General
- Category: Carbonate minerals
- Formula: (Na,Mn,Fe)_{15}(Y,REE)_{2}(CO_{3})_{9}(SO_{3}F)Cl
- IMA symbol: Rde-Y
- Strunz classification: 5.BF.20
- Crystal system: Hexagonal
- Crystal class: Trigonal dipyramidal (3m) H-M symbol: (6)
- Space group: P6
- Unit cell: a = 8.773, c = 10.746 [Å]; Z = 1

Identification
- Color: yellow to orange-brown
- Luster: vitreous
- Streak: white

= Reederite-(Y) =

Reederite-(Y) is a rare mineral with the formula (Na,Mn,Fe)15(Y,REE)2(CO3)9(SO3F)Cl.
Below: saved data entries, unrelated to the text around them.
use std::io::{stdin, stdout};
use std::path::PathBuf;
use std::process::ExitCode;

use anyhow::{Context, Result};
use clap::Parser;
use gitmem_engine::{model_check, run_threads, write_graph, GlobalContext};
use tracing_subscriber::EnvFilter;

/// gitmem: an interpreter and bounded model checker for a toy concurrent
/// language with version-controlled memory.
#[derive(Parser)]
#[command(name = "gitmem", version, about)]
struct Cli {
    /// Path to the input program.
    input: PathBuf,

    /// Path for the execution graph. Defaults to the input stem with a
    /// `.dot` extension; `.md`/`.mmd` select Mermaid output.
    #[arg(short, long)]
    output: Option<PathBuf>,

    /// Enable diagnostic tracing of every engine step.
    #[arg(short, long)]
    verbose: bool,

    /// Step threads interactively instead of running to completion.
    #[arg(short, long, conflicts_with = "explore")]
    interactive: bool,

    /// Exhaustively explore schedules and report distinct terminal states.
    #[arg(short, long)]
    explore: bool,
}

fn main() -> Result<ExitCode> {
    let cli = Cli::parse();

    let filter = if cli.verbose {
        EnvFilter::new("gitmem_engine=debug,gitmem_core=debug")
    } else {
        EnvFilter::try_from_default_env().unwrap_or_else(|_| EnvFilter::new("warn"))
    };
    tracing_subscriber::fmt()
        .with_env_filter(filter)
        .with_target(false)
        .with_writer(std::io::stderr)
        .init();

    if !cli.input.exists() {
        eprintln!("Input file does not exist: {}", cli.input.display());
        return Ok(ExitCode::FAILURE);
    }
    let source = std::fs::read_to_string(&cli.input)
        .with_context(|| format!("failed to read {}", cli.input.display()))?;

    let block = match gitmem_core::compile(&source) {
        Ok(block) => block,
        Err(diagnostics) => {
            let path = cli.input.display().to_string();
            for diagnostic in &diagnostics {
                diagnostic.eprint(&path, &source);
            }
            return Ok(ExitCode::FAILURE);
        }
    };

    let output = cli
        .output
        .unwrap_or_else(|| cli.input.with_extension("dot"));

    let code = if cli.interactive {
        gitmem_engine::interpret_interactive(
            &block,
            &output,
            &mut stdin().lock(),
            &mut stdout(),
        )?
    } else if cli.explore {
        model_check(&block, &output, &mut stdout())?
    } else {
        let mut gctx = GlobalContext::new(block);
        let code = run_threads(&mut gctx);
        write_graph(&gctx.graph, &output)
            .with_context(|| format!("failed to write {}", output.display()))?;
        code
    };

    Ok(if code == 0 {
        ExitCode::SUCCESS
    } else {
        ExitCode::FAILURE
    })
}
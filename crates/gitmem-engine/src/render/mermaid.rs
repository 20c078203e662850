//! Mermaid flowchart output
//!
//! Same walk as the DOT writer, emitted as a `flowchart TB` with one
//! subgraph per thread. Node labels are quoted so statement text renders
//! verbatim.

use crate::graph::{ConflictSources, EventKind, ExecutionGraph, NodeId};
use crate::state::ThreadId;
use std::fmt::Write;

/// Render the whole graph as a Mermaid flowchart
pub fn render(graph: &ExecutionGraph) -> String {
    let mut out = String::new();
    out.push_str("flowchart TB\n");
    visit(graph, &mut out, graph.start_of(ThreadId(0)));
    out
}

fn emit_node(out: &mut String, id: NodeId, label: &str, shape: &str) {
    let label = label.replace('"', "'");
    if shape.is_empty() {
        let _ = writeln!(out, "\t{}(\"{}\")", id.0, label);
    } else {
        let _ = writeln!(out, "\t{}@{{ shape: {}, label: \"{}\" }}", id.0, shape, label);
    }
}

fn emit_edge(out: &mut String, from: NodeId, to: NodeId, style: &str) {
    if style.is_empty() {
        let _ = writeln!(out, "\t{} --> {}", from.0, to.0);
    } else {
        let _ = writeln!(out, "\t{} -.{}.-> {}", from.0, style, to.0);
    }
}

fn emit_conflict(out: &mut String, id: NodeId, conflict: &ConflictSources) {
    let _ = writeln!(out, "\tstyle {} fill:red", id.0);
    let (s1, s2) = conflict.sources;
    emit_edge(out, id, s1, "");
    emit_edge(out, id, s2, "");
}

/// Emit the program-order edge and continue, or close the subgraph at the
/// end of a thread's chain
fn follow(graph: &ExecutionGraph, out: &mut String, from: NodeId) {
    match graph.node(from).next {
        Some(next) => {
            emit_edge(out, from, next, "");
            visit(graph, out, next);
        }
        None => out.push_str("end\n"),
    }
}

fn visit(graph: &ExecutionGraph, out: &mut String, id: NodeId) {
    match &graph.node(id).kind {
        EventKind::Start { tid } => {
            let _ = writeln!(out, "subgraph Thread {}", tid);
            out.push_str("\tdirection TB\n");
            emit_node(out, id, "start", "circle");
            follow(graph, out, id);
        }
        EventKind::End => {
            emit_node(out, id, "end", "dbl-circ");
            out.push_str("end\n");
        }
        EventKind::Write { var, value, commit } => {
            emit_node(out, id, &format!("write {} = {} : #{}", var, value, commit), "");
            follow(graph, out, id);
        }
        EventKind::Read {
            var,
            value,
            commit,
            source,
        } => {
            emit_node(out, id, &format!("read {} = {} : #{}", var, value, commit), "");
            follow(graph, out, id);
            emit_edge(out, id, *source, "rf");
        }
        EventKind::Spawn { tid, spawned } => {
            emit_node(out, id, &format!("spawn {}", tid), "");
            follow(graph, out, id);
            emit_edge(out, id, *spawned, "");
            visit(graph, out, *spawned);
        }
        EventKind::Join { tid, joinee, conflict } => {
            emit_node(out, id, &format!("join Thread {}", tid), "");
            follow(graph, out, id);
            emit_edge(out, *joinee, id, "");
            if let Some(conflict) = conflict {
                emit_conflict(out, id, conflict);
            }
        }
        EventKind::Lock { var, after, conflict } => {
            emit_node(out, id, &format!("lock {}", var), "");
            follow(graph, out, id);
            if let Some(after) = after {
                emit_edge(out, *after, id, "");
            }
            if let Some(conflict) = conflict {
                emit_conflict(out, id, conflict);
            }
        }
        EventKind::Unlock { var } => {
            emit_node(out, id, &format!("unlock {}", var), "");
            follow(graph, out, id);
        }
        EventKind::AssertFailed { cond } => {
            emit_node(out, id, &format!("assert {}", cond), "");
            let _ = writeln!(out, "\tstyle {} fill:red", id.0);
            follow(graph, out, id);
        }
        EventKind::Pending { label } => {
            emit_node(out, id, label, "");
            out.push_str("end\n");
        }
    }
}

#[cfg(test)]
mod tests {
    use super::*;
    use crate::sched::run_threads;
    use crate::state::GlobalContext;

    fn render_src(src: &str) -> String {
        let mut gctx = GlobalContext::new(gitmem_core::compile(src).expect("compile failed"));
        run_threads(&mut gctx);
        render(&gctx.graph)
    }

    #[test]
    fn renders_flowchart_with_subgraphs() {
        let out = render_src("$t = spawn { x = 1; }; join $t; $r = x;");
        assert!(out.starts_with("flowchart TB\n"));
        assert!(out.contains("subgraph Thread 0"));
        assert!(out.contains("subgraph Thread 1"));
        assert!(out.contains("write x = 1 : #0"));
        assert!(out.contains(".rf.->"));
    }

    #[test]
    fn conflicts_are_styled_red() {
        let out = render_src("$t = spawn { x = 1; }; x = 2; join $t;");
        assert!(out.contains("fill:red"));
    }
}
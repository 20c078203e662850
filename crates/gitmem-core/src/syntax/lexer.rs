//! gitmem lexer using logos
//!
//! Token categories:
//! 1. Keywords: `nop`, `spawn`, `join`, `lock`, `unlock`, `assert`, `if`, `else`
//! 2. Operators: `+`, `==`, `!=`, `=`
//! 3. Delimiters: `;`, `(`, `)`, `{`, `}`
//! 4. Literals: decimal integers
//! 5. Identifiers: `$`-prefixed registers, bare globals/locks
//! 6. Comments: `// ...` line comments (skipped)

use logos::Logos;

/// gitmem tokens
#[derive(Logos, Debug, Clone, Copy, PartialEq, Eq)]
#[logos(skip r"[ \t\r\n]+")]
#[logos(skip r"//[^\n]*")]
pub enum Token {
    // === Keywords ===
    #[token("nop")]
    Nop,

    #[token("spawn")]
    Spawn,

    #[token("join")]
    Join,

    #[token("lock")]
    Lock,

    #[token("unlock")]
    Unlock,

    #[token("assert")]
    Assert,

    #[token("if")]
    If,

    #[token("else")]
    Else,

    // === Operators ===
    #[token("+")]
    Plus,

    #[token("==")]
    EqEq,

    #[token("!=")]
    BangEq,

    #[token("=")]
    Assign,

    // === Delimiters ===
    #[token(";")]
    Semi,

    #[token("(")]
    LParen,

    #[token(")")]
    RParen,

    #[token("{")]
    LBrace,

    #[token("}")]
    RBrace,

    // === Literals and identifiers ===
    /// Decimal integer literal
    #[regex(r"[0-9]+")]
    Int,

    /// Register name, `$`-prefixed
    #[regex(r"\$[_a-zA-Z][_a-zA-Z0-9]*")]
    Reg,

    /// Global variable or lock name
    #[regex(r"[_a-zA-Z][_a-zA-Z0-9]*")]
    Ident,
}

#[cfg(test)]
mod tests {
    use super::*;

    fn lex(src: &str) -> Vec<Token> {
        Token::lexer(src).map(|t| t.expect("lex error")).collect()
    }

    #[test]
    fn lexes_assignment() {
        assert_eq!(
            lex("$r = 1;"),
            vec![Token::Reg, Token::Assign, Token::Int, Token::Semi]
        );
    }

    #[test]
    fn lexes_keywords_vs_identifiers() {
        // A keyword prefix does not make an identifier a keyword
        assert_eq!(lex("locker"), vec![Token::Ident]);
        assert_eq!(lex("lock locker"), vec![Token::Lock, Token::Ident]);
        assert_eq!(lex("iffy"), vec![Token::Ident]);
    }

    #[test]
    fn lexes_comparisons() {
        assert_eq!(
            lex("x == 1 != 2"),
            vec![
                Token::Ident,
                Token::EqEq,
                Token::Int,
                Token::BangEq,
                Token::Int
            ]
        );
    }

    #[test]
    fn skips_comments_and_whitespace() {
        assert_eq!(
            lex("nop; // trailing comment\nnop;"),
            vec![Token::Nop, Token::Semi, Token::Nop, Token::Semi]
        );
    }

    #[test]
    fn rejects_bad_characters() {
        let mut lexer = Token::lexer("x @ y");
        assert_eq!(lexer.next(), Some(Ok(Token::Ident)));
        assert!(lexer.next().expect("token expected").is_err());
    }
}
//! gitmem-core - Front-end for the gitmem language
//!
//! This crate provides:
//! - **AST**: the statement tree executed by the interpreter
//! - **Lexer/Parser**: source text to AST
//! - **Lowering**: branch flattening and static register checks
//! - **Diagnostics**: ariadne-rendered error reports
//!
//! # Quick start
//!
//! ```rust
//! use gitmem_core::{lower, parse};
//!
//! let block = parse("$r = 1; x = $r; assert x == 1;").unwrap();
//! let program = lower(&block).unwrap();
//! assert_eq!(program.len(), 3);
//! ```

pub mod ast;
pub mod diagnostic;
pub mod lower;
pub mod span;
pub mod syntax;

// Re-exports
pub use ast::{Block, Expr, LVal, Name, Stmt};
pub use diagnostic::Diagnostic;
pub use lower::{lower, LowerError};
pub use span::{Span, Spanned};
pub use syntax::lexer::Token;
pub use syntax::parser::{parse, ParseError};

use std::sync::Arc;

/// Parse and lower a source file in one step, collecting every error as a
/// renderable diagnostic.
pub fn compile(src: &str) -> Result<Arc<Block>, Vec<Diagnostic>> {
    let block = parse(src).map_err(|e| vec![Diagnostic::from(e)])?;
    lower(&block).map_err(|errors| errors.into_iter().map(Diagnostic::from).collect())
}
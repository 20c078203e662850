//! Process state: threads, locks and the global context
//!
//! "Threads" are logical coroutines: a private view of the versioned
//! globals, a shared reference to the statement block they execute, and an
//! explicit program counter. All of it is owned by the single
//! [`GlobalContext`]; the engine is cooperative and single-threaded.

use crate::graph::{ExecutionGraph, NodeId};
use crate::memory::{CommitId, Globals};
use gitmem_core::{Block, Name};
use im::OrdMap;
use rustc_hash::FxHashMap;
use std::fmt;
use std::sync::Arc;

/// Index of a thread in the context; ids equal positions and never change
#[derive(Clone, Copy, PartialEq, Eq, PartialOrd, Ord, Hash)]
pub struct ThreadId(pub usize);

impl fmt::Debug for ThreadId {
    fn fmt(&self, f: &mut fmt::Formatter<'_>) -> fmt::Result {
        write!(f, "ThreadId({})", self.0)
    }
}

impl fmt::Display for ThreadId {
    fn fmt(&self, f: &mut fmt::Formatter<'_>) -> fmt::Result {
        write!(f, "{}", self.0)
    }
}

/// How a thread stopped
#[derive(Debug, Clone, Copy, PartialEq, Eq)]
pub enum Termination {
    /// Ran past its last statement
    Completed,
    /// A pull detected a history conflict
    DataRace,
    /// An assertion evaluated to zero
    AssertionFailure,
    /// A register or global was read before any assignment in this view
    UnassignedRead,
    /// The thread unlocked a lock it does not hold
    UnlockNotHeld,
}

impl Termination {
    pub fn is_error(self) -> bool {
        self != Termination::Completed
    }
}

impl fmt::Display for Termination {
    fn fmt(&self, f: &mut fmt::Formatter<'_>) -> fmt::Result {
        match self {
            Termination::Completed => write!(f, "completed"),
            Termination::DataRace => write!(f, "data-race exception"),
            Termination::AssertionFailure => write!(f, "assertion-failure exception"),
            Termination::UnassignedRead => write!(f, "unassigned-variable-read exception"),
            Termination::UnlockNotHeld => write!(f, "unlock exception"),
        }
    }
}

/// A thread's private state: registers, versioned globals, graph tail
#[derive(Debug, Clone)]
pub struct View {
    /// Thread-local registers; never synchronised
    pub registers: OrdMap<Name, i64>,
    /// Versioned globals this thread has encountered
    pub globals: Globals,
    /// Last event this thread recorded
    pub tail: NodeId,
}

/// A logical thread
#[derive(Debug, Clone)]
pub struct Thread {
    pub view: View,
    /// The statement sequence this thread executes. Block identity is what
    /// matches "the same thread" across differently-ordered schedules.
    pub block: Arc<Block>,
    /// Index of the next statement in `block`
    pub pc: usize,
    pub terminated: Option<Termination>,
}

impl Thread {
    pub fn new(block: Arc<Block>, globals: Globals, start: NodeId) -> Self {
        Self {
            view: View {
                registers: OrdMap::new(),
                globals,
                tail: start,
            },
            block,
            pc: 0,
            terminated: None,
        }
    }

    /// Terminal-state comparison: block identity, position, termination,
    /// registers, and global *values* (histories and commit ids are ignored
    /// so that schedule-induced commit reordering collapses).
    fn state_eq(&self, other: &Thread) -> bool {
        if self.view.globals.len() != other.view.globals.len() {
            return false;
        }
        for (var, global) in self.view.globals.iter() {
            match other.view.globals.get(var) {
                Some(other_global) if other_global.value == global.value => {}
                _ => return false,
            }
        }
        self.view.registers == other.view.registers
            && Arc::ptr_eq(&self.block, &other.block)
            && self.pc == other.pc
            && self.terminated == other.terminated
    }
}

/// A lock: an owner, the view published by the last unlocker, and the last
/// unlock event for graph ordering
#[derive(Debug, Clone, Default)]
pub struct Lock {
    pub globals: Globals,
    pub owner: Option<ThreadId>,
    pub last_unlock: Option<NodeId>,
}

/// The whole process state
#[derive(Debug, Clone)]
pub struct GlobalContext {
    /// Threads indexable by id; spawn appends, nothing reorders
    pub threads: Vec<Thread>,
    /// Locks by name, created lazily on first `lock`
    pub locks: OrdMap<Name, Lock>,
    /// The execution graph recorded so far
    pub graph: ExecutionGraph,
    /// Memoised `join` targets keyed by (thread id, pc of the join)
    pub join_cache: FxHashMap<(usize, usize), i64>,
    /// Engine-wide commit counter
    uuid: u64,
}

impl GlobalContext {
    /// Fresh state: the root thread (id 0) with an empty view
    pub fn new(block: Arc<Block>) -> Self {
        let mut graph = ExecutionGraph::new();
        let start = graph.push_start(ThreadId(0));
        let root = Thread::new(block, Globals::new(), start);
        Self {
            threads: vec![root],
            locks: OrdMap::new(),
            graph,
            join_cache: FxHashMap::default(),
            uuid: 0,
        }
    }

    /// Draw the next commit identifier
    pub fn next_commit(&mut self) -> CommitId {
        let id = CommitId(self.uuid);
        self.uuid += 1;
        id
    }

    pub fn thread(&self, tid: ThreadId) -> &Thread {
        &self.threads[tid.0]
    }

    pub fn thread_mut(&mut self, tid: ThreadId) -> &mut Thread {
        &mut self.threads[tid.0]
    }

    /// Whether every thread completed normally
    pub fn all_completed(&self) -> bool {
        self.threads
            .iter()
            .all(|t| t.terminated == Some(Termination::Completed))
    }

    /// Whether any thread terminated with an error
    pub fn any_crashed(&self) -> bool {
        self.threads
            .iter()
            .any(|t| t.terminated.is_some_and(Termination::is_error))
    }
}

impl PartialEq for GlobalContext {
    /// Terminal-state equality (see `Thread::state_eq`). Threads are matched
    /// by block identity, not by id, to absorb spawn-order differences
    /// between schedules. Locks must agree on owners.
    fn eq(&self, other: &Self) -> bool {
        if self.threads.len() != other.threads.len() || self.locks.len() != other.locks.len() {
            return false;
        }

        for thread in &self.threads {
            let matched = other
                .threads
                .iter()
                .find(|t| Arc::ptr_eq(&t.block, &thread.block));
            match matched {
                Some(candidate) if thread.state_eq(candidate) => {}
                _ => return false,
            }
        }

        for (name, lock) in self.locks.iter() {
            match other.locks.get(name) {
                Some(other_lock) if other_lock.owner == lock.owner => {}
                _ => return false,
            }
        }
        true
    }
}

#[cfg(test)]
mod tests {
    use super::*;
    use crate::memory::Global;
    use smallvec::smallvec;

    fn context_with_global(ids: &[u64], value: i64) -> GlobalContext {
        let block = Arc::new(gitmem_core::parse("nop;").expect("parse failed"));
        let mut gctx = GlobalContext::new(block);
        gctx.threads[0].view.globals.insert(
            Arc::from("x"),
            Global {
                value,
                pending: None,
                history: ids.iter().map(|&i| CommitId(i)).collect(),
            },
        );
        gctx.threads[0].terminated = Some(Termination::Completed);
        gctx.threads[0].pc = 1;
        gctx
    }

    #[test]
    fn commit_ids_are_strictly_increasing() {
        let block = Arc::new(gitmem_core::parse("nop;").expect("parse failed"));
        let mut gctx = GlobalContext::new(block);
        let a = gctx.next_commit();
        let b = gctx.next_commit();
        assert!(a < b);
    }

    #[test]
    fn terminal_equality_ignores_histories() {
        // Same terminal value through different commit orders
        let a = context_with_global(&[0, 1], 7);
        let b = context_with_global(&[1, 0], 7);
        assert_eq!(a, b);
    }

    #[test]
    fn terminal_equality_distinguishes_values() {
        let a = context_with_global(&[0], 1);
        let b = context_with_global(&[0], 2);
        assert_ne!(a, b);
    }

    #[test]
    fn terminal_equality_requires_same_block_identity() {
        let a = context_with_global(&[0], 1);
        let mut b = context_with_global(&[0], 1);
        // A structurally identical but distinct block is a different thread
        b.threads[0].block = Arc::new(gitmem_core::parse("nop;").expect("parse failed"));
        assert_ne!(a, b);
    }

    #[test]
    fn terminal_equality_checks_lock_owners() {
        let a = context_with_global(&[0], 1);
        let mut b = context_with_global(&[0], 1);
        b.locks.insert(Arc::from("m"), Lock::default());
        assert_ne!(a, b);

        let mut a2 = context_with_global(&[0], 1);
        a2.locks.insert(
            Arc::from("m"),
            Lock {
                owner: Some(ThreadId(0)),
                ..Lock::default()
            },
        );
        assert_ne!(a2, b);
    }

    #[test]
    fn global_read_commit_prefers_pending() {
        let global = Global {
            value: 3,
            pending: Some(CommitId(5)),
            history: smallvec![CommitId(1)],
        };
        assert_eq!(global.read_commit(), Some(CommitId(5)));
    }
}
It is the only known mineral with fluorosulfate (fluorosulfonate). "REE" in the formula stands for rare earth elements other than yttrium, that is mostly cerium, with traces of neodymium, dysprosium, lanthanum and erbium. The formula also includes a Levinson suffix "-(Y)" pointing to the dominance of yttrium at the corresponding site. Reederite-(Y) crystallizes in the hexagonal crystal system with the space group P6̅, rarely seen among minerals.